== EXERCISE ==
Of all the lines in the records below, copy only those that contain the string "about".

== DATA UNDER STUDY ==
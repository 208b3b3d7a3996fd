//! REPL session state and command execution.

use std::fmt::Write as _;
use std::io::Write;

use super::commands::{
    CommandParser, LibraryMovieAction, LibraryShowAction, LibraryTarget, MediaRoot, MediaTarget,
    MovieAction, ReplCommand, ShowAction,
};
use crate::catalog::{render_movie, render_show, MediaKind, MovieFilter, NewMovie};
use crate::library::{Change, MediaStore, SharedStore};
use crate::suggest::{suggest, DurationConstraint};
use crate::{Error, Result};

/// Stateful REPL session.
///
/// Owns a handle to the store shared with the completer and the history of
/// accepted command lines.
#[derive(Debug, Default)]
pub struct ReplSession {
    store: SharedStore,
    history: Vec<String>,
}

impl ReplSession {
    /// Create a session over `store`.
    #[must_use]
    pub fn new(store: MediaStore) -> Self {
        Self::with_shared(SharedStore::new(store))
    }

    /// Create a session over a store that is also read elsewhere.
    #[must_use]
    pub fn with_shared(store: SharedStore) -> Self {
        Self {
            store,
            history: Vec::new(),
        }
    }

    /// Handle to the session's store.
    #[must_use]
    pub fn store(&self) -> &SharedStore {
        &self.store
    }

    /// Number of movies and shows in the catalogue.
    #[must_use]
    pub fn catalog_size(&self) -> (usize, usize) {
        let store = self.store.read();
        (store.catalog.movies.len(), store.catalog.shows.len())
    }

    /// Add a command line to history
    pub fn add_history(&mut self, command: &str) {
        self.history.push(command.to_string());
    }

    /// Get command history
    #[must_use]
    pub fn history(&self) -> &[String] {
        &self.history
    }

    /// History as a script that can be piped back into the shell.
    ///
    /// `history` commands themselves are left out.
    #[must_use]
    pub fn export_history(&self) -> String {
        let replayable: Vec<&String> = self
            .history
            .iter()
            .filter(|line| !is_history_command(line))
            .collect();

        let mut script = String::new();
        script.push_str("# marquee session export\n");
        let _ = writeln!(script, "# {} commands; replay with: marquee < FILE", replayable.len());
        for line in replayable {
            let _ = writeln!(script, "{line}");
        }
        script
    }

    /// Execute a command, writing output to stdout.
    ///
    /// # Errors
    ///
    /// Returns an error if the command fails or stdout cannot be written.
    pub fn execute(&mut self, cmd: ReplCommand) -> Result<()> {
        let stdout = std::io::stdout();
        let mut lock = stdout.lock();
        self.execute_to(cmd, &mut lock)
    }

    /// Execute a command, writing output to `out`.
    ///
    /// # Errors
    ///
    /// Returns an error if the command fails or `out` cannot be written.
    pub fn execute_to(&mut self, cmd: ReplCommand, out: &mut dyn Write) -> Result<()> {
        let text = match cmd {
            ReplCommand::Suggest { kind, constraints } => self.cmd_suggest(kind, &constraints),
            ReplCommand::Media { root, target } => self.cmd_media(root, target)?,
            ReplCommand::Library(target) => self.cmd_library(target)?,
            ReplCommand::History { export } => self.cmd_history(export),
            ReplCommand::Help { topic } => cmd_help(&topic)?,
            ReplCommand::Usage { text } => text,
            ReplCommand::Quit => String::new(), // Handled in main loop
        };
        out.write_all(text.as_bytes()).map_err(Error::io_no_path)?;
        out.flush().map_err(Error::io_no_path)
    }

    fn cmd_suggest(&self, kind: MediaKind, constraints: &[DurationConstraint]) -> String {
        let store = self.store.read();
        let found = suggest(&store, kind, constraints);
        tracing::debug!(%kind, constraints = constraints.len(), found = found.len(), "suggest");

        let mut out = String::new();
        let conditions: Vec<String> = constraints.iter().map(ToString::to_string).collect();
        if conditions.is_empty() {
            let _ = writeln!(out, "Suggested {kind}s:");
        } else {
            let _ = writeln!(out, "Suggested {kind}s ({}):", conditions.join(", "));
        }
        if found.is_empty() {
            out.push_str("  Nothing new fits.\n");
        }
        for item in found {
            match item.minutes {
                Some(minutes) => {
                    let _ = writeln!(out, "  {:<8} {} ({minutes} min)", item.id, item.title);
                }
                None => {
                    let _ = writeln!(out, "  {:<8} {} (runtime unknown)", item.id, item.title);
                }
            }
        }
        out
    }

    fn cmd_media(&mut self, root: MediaRoot, target: Option<MediaTarget>) -> Result<String> {
        let root_name = root.as_str();
        match target {
            None => help(&[root_name]),
            Some(MediaTarget::Movies(None)) => help(&[root_name, "movies"]),
            Some(MediaTarget::Shows(None)) => help(&[root_name, "shows"]),
            Some(MediaTarget::Movies(Some(action))) => self.cmd_movies(action),
            Some(MediaTarget::Shows(Some(ShowAction::List))) => Ok(self.list_shows()),
        }
    }

    fn cmd_movies(&mut self, action: MovieAction) -> Result<String> {
        match action {
            MovieAction::List(filter) => Ok(self.list_movies(&filter)),
            MovieAction::Add(movie) => self.add_movie(movie),
            MovieAction::Delete { ids } => self.delete_movies(&ids),
        }
    }

    fn list_movies(&self, filter: &MovieFilter) -> String {
        let store = self.store.read();
        let movies = store.catalog.filter_movies(filter);
        if movies.is_empty() {
            return "No movies match.\n".to_string();
        }
        movies.into_iter().map(render_movie).collect()
    }

    fn list_shows(&self) -> String {
        let store = self.store.read();
        if store.catalog.shows.is_empty() {
            return "No shows in the catalogue.\n".to_string();
        }
        store.catalog.shows.iter().map(render_show).collect()
    }

    fn add_movie(&mut self, movie: NewMovie) -> Result<String> {
        let title = movie.title.clone();
        let id = self.store.write().catalog.add_movie(movie)?;
        tracing::info!(%id, %title, "movie added to catalogue");
        Ok(format!("Added '{title}' as {id}\n"))
    }

    fn delete_movies(&mut self, ids: &[String]) -> Result<String> {
        let mut store = self.store.write();
        let removed = store.catalog.remove_movies(ids)?;
        store.library.forget_movies(ids);
        tracing::info!(count = removed.len(), "movies deleted from catalogue");

        let mut out = String::new();
        for movie in removed {
            let _ = writeln!(out, "Deleted {} ({})", movie.id, movie.title);
        }
        Ok(out)
    }

    fn cmd_library(&mut self, target: Option<LibraryTarget>) -> Result<String> {
        match target {
            None => help(&["library"]),
            Some(LibraryTarget::Movie(None)) => help(&["library", "movie"]),
            Some(LibraryTarget::Show(None)) => help(&["library", "show"]),
            Some(LibraryTarget::Movie(Some(action))) => self.library_movie(action),
            Some(LibraryTarget::Show(Some(action))) => self.library_show(action),
        }
    }

    fn library_movie(&mut self, action: LibraryMovieAction) -> Result<String> {
        let mut guard = self.store.write();
        let MediaStore { catalog, library } = &mut *guard;
        match action {
            LibraryMovieAction::Add { ids, borrowed } => {
                let change = library.add_movies(catalog, &ids, borrowed)?;
                let verb = if borrowed { "Borrowed" } else { "Added" };
                Ok(describe_change(&change, verb, "Already in library"))
            }
            LibraryMovieAction::Remove { ids } => {
                let change = library.remove_movies(&ids)?;
                Ok(describe_change(&change, "Removed", ""))
            }
            LibraryMovieAction::List => {
                if library.movies().is_empty() {
                    return Ok("No movies in your library.\n".to_string());
                }
                let mut out = String::new();
                for owned in library.movies() {
                    let title = catalog.movie(&owned.id).map_or("?", |m| m.title.as_str());
                    let marker = if owned.borrowed { "  (borrowed)" } else { "" };
                    let _ = writeln!(out, "{:<8} {title}{marker}", owned.id);
                }
                Ok(out)
            }
        }
    }

    fn library_show(&mut self, action: LibraryShowAction) -> Result<String> {
        let mut guard = self.store.write();
        let MediaStore { catalog, library } = &mut *guard;
        match action {
            LibraryShowAction::Add { show_id, episodes } => {
                let change = library.add_episodes(catalog, &show_id, &episodes)?;
                Ok(describe_change(
                    &change,
                    &format!("Added {show_id}"),
                    "Already in library",
                ))
            }
            LibraryShowAction::Remove { show_id, episodes } => {
                let change = library.remove_episodes(&show_id, &episodes)?;
                Ok(describe_change(&change, &format!("Removed {show_id}"), ""))
            }
            LibraryShowAction::List => {
                if library.shows().is_empty() {
                    return Ok("No shows in your library.\n".to_string());
                }
                let mut out = String::new();
                for (show_id, episodes) in library.shows() {
                    let title = catalog.show(show_id).map_or("?", |s| s.title.as_str());
                    let _ = writeln!(out, "{show_id:<8} {title}");
                    let _ = writeln!(out, "    {}", episodes.join(" "));
                }
                Ok(out)
            }
        }
    }

    fn cmd_history(&self, export: bool) -> String {
        if export {
            return self.export_history();
        }
        let mut out = String::new();
        for (i, cmd) in self.history.iter().enumerate() {
            let _ = writeln!(out, "{:4}  {}", i + 1, cmd);
        }
        out
    }
}

fn is_history_command(line: &str) -> bool {
    line.split_whitespace().next() == Some("history")
}

fn describe_change(change: &Change, verb: &str, skipped_label: &str) -> String {
    let mut out = String::new();
    if !change.applied.is_empty() {
        let _ = writeln!(out, "{verb}: {}", change.applied.join(", "));
    }
    if !change.skipped.is_empty() {
        let _ = writeln!(out, "{skipped_label}: {}", change.skipped.join(", "));
    }
    if out.is_empty() {
        out.push_str("Nothing changed.\n");
    }
    out
}

fn help(path: &[&str]) -> Result<String> {
    let path: Vec<String> = path.iter().map(|p| (*p).to_string()).collect();
    CommandParser::help_for(&path)
}

/// Commands that belong to the shell itself rather than the media library.
const BUILTIN_COMMANDS: &[&str] = &["history", "help", "quit"];

fn cmd_help(topic: &[String]) -> Result<String> {
    if !topic.is_empty() {
        return CommandParser::help_for(topic);
    }

    let root = CommandParser::command();
    let (builtins, media): (Vec<_>, Vec<_>) = root
        .get_subcommands()
        .partition(|cmd| BUILTIN_COMMANDS.contains(&cmd.get_name()));

    let mut out = String::new();
    for (heading, commands) in [("Completion commands", media), ("Shell commands", builtins)] {
        let _ = writeln!(out, "{heading}:");
        for cmd in commands {
            let about = cmd.get_about().map(ToString::to_string).unwrap_or_default();
            let _ = writeln!(out, "  {:<16}{about}", cmd.get_name());
        }
        out.push('\n');
    }
    out.push_str("Type 'help <command>' or '<command> -h' for details.\n");
    Ok(out)
}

== RESPONSE TO THIS EXERCISE ==
            let about = cmd.get_about().map(ToString::to_string).unwrap_or_default();
            let _ = writeln!(out, "  {:<16}{about}", cmd.get_name());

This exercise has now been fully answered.